Real Estate bust is over and the resort is recovering from poor financial management.  Townhouses are nice especially if the owner takes care of the unit.

Stephen


----------



## BJRSanDiego (Mar 29, 2014)

rickandcindy23 said:


> What a dump this one is, in my opinion.  ...This one is really horrible....The location is awful, too.  ...Who would be impressed by this dump ....:rofl:



Aside from THAT Mrs.

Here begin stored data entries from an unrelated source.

//! High score leaderboard
//!
//! Persisted to LocalStorage, tracks the top 10 finished runs.

use serde::{Deserialize, Serialize};

use crate::sim::RunSummary;

/// Maximum number of high scores to keep
pub const MAX_HIGH_SCORES: usize = 10;

/// A single high score entry
#[derive(Debug, Clone, PartialEq, Serialize, Deserialize)]
pub struct HighScoreEntry {
    pub score: u64,
    /// Highest floor reached
    pub floor: u32,
    pub boss_kills: u32,
    /// Run length in ms of game time
    pub elapsed_ms: f64,
    /// Unix timestamp (ms) when achieved
    pub timestamp: f64,
}

/// High score leaderboard
#[derive(Debug, Clone, Serialize, Deserialize, Default)]
pub struct HighScores {
    pub entries: Vec<HighScoreEntry>,
}

impl HighScores {
    /// LocalStorage key (used only in wasm32)
    #[allow(dead_code)]
    const STORAGE_KEY: &'static str = "maze_chase_highscores";

    pub fn new() -> Self {
        Self {
            entries: Vec::new(),
        }
    }

    /// Check if a score qualifies for the leaderboard
    pub fn qualifies(&self, score: u64) -> bool {
        if score == 0 {
            return false;
        }
        if self.entries.len() < MAX_HIGH_SCORES {
            return true;
        }
        self.entries.last().is_none_or(|e| score > e.score)
    }

    /// Rank a score would achieve (1-indexed, None if it doesn't qualify)
    pub fn potential_rank(&self, score: u64) -> Option<usize> {
        if !self.qualifies(score) {
            return None;
        }
        let rank = self.entries.iter().position(|e| score > e.score);
        Some(rank.unwrap_or(self.entries.len()) + 1)
    }

    /// Record a finished run.
    /// Returns the rank achieved (1-indexed) or None if it didn't qualify
    pub fn add_run(&mut self, run: &RunSummary, timestamp: f64) -> Option<usize> {
        if !self.qualifies(run.score) {
            return None;
        }

        let entry = HighScoreEntry {
            score: run.score,
            floor: run.max_floor,
            boss_kills: run.boss_kills,
            elapsed_ms: run.elapsed_ms,
            timestamp,
        };

        // Sorted descending; ties keep the older run first
        let pos = self.entries.iter().position(|e| run.score > e.score);
        let rank = match pos {
            Some(i) => {
                self.entries.insert(i, entry);
                i + 1
            }
            None => {
                self.entries.push(entry);
                self.entries.len()
            }
        };
        self.entries.truncate(MAX_HIGH_SCORES);

        log::info!("Run scored {} (rank {rank})", run.score);
        Some(rank)
    }

    pub fn is_empty(&self) -> bool {
        self.entries.is_empty()
    }

    pub fn top_score(&self) -> Option<u64> {
        self.entries.first().map(|e| e.score)
    }

    /// Load high scores from LocalStorage (WASM only)
    #[cfg(target_arch = "wasm32")]
    pub fn load() -> Self {
        let storage = web_sys::window()
            .and_then(|w| w.local_storage().ok())
            .flatten();

        if let Some(storage) = storage {
            if let Ok(Some(json)) = storage.get_item(Self::STORAGE_KEY) {
                if let Ok(scores) = serde_json::from_str::<HighScores>(&json) {
                    log::info!("Loaded {} high scores", scores.entries.len());
                    return scores;
                }
            }
        }

        log::info!("No high scores found, starting fresh");
        Self::new()
    }

    /// Save high scores to LocalStorage (WASM only)
    #[cfg(target_arch = "wasm32")]
    pub fn save(&self) {
        let storage = web_sys::window()
            .and_then(|w| w.local_storage().ok())
            .flatten();

        if let Some(storage) = storage {
            if let Ok(json) = serde_json::to_string(self) {
                let _ = storage.set_item(Self::STORAGE_KEY, &json);
                log::info!("High scores saved ({} entries)", self.entries.len());
            }
        }
    }

    /// Native stubs
    #[cfg(not(target_arch = "wasm32"))]
    pub fn load() -> Self {
        Self::new()
    }

    #[cfg(not(target_arch = "wasm32"))]
    pub fn save(&self) {
        // No-op for native
    }
}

Lincoln, what did you think of the rest of the play?
:hysterical::hysterical:

YCMU :rofl:


----------



## jancpa (Mar 31, 2014)

Cindy

What impressed you most about Lighthouse Key?  I have always been tempted by Lighthouse Key's description in Interval International but have chosen the Houses of Summer Bay in that area of Orlando.


----------



## rickandcindy23 (Mar 31, 2014)

Lighthouse Key is a new place and it's mostly whole ownership.  We stopped by because we saw a commercial locally done by Joan Lunden, and we were curious.  

As owners, they are entitled to deposit two weeks per year into II. I would hesitate to stay there because I think a lot of the housekeeping is done by different housekeepers (people the individual owners hire), so I would bet the housekeeping at Lighthouse Key is not consistent.  

The units are sold as furnished, and the owners will have to replace furniture as necessary, and so those items wouldn't be consistent either.  

Supposedly, Joan Lunden owns a condo there.


----------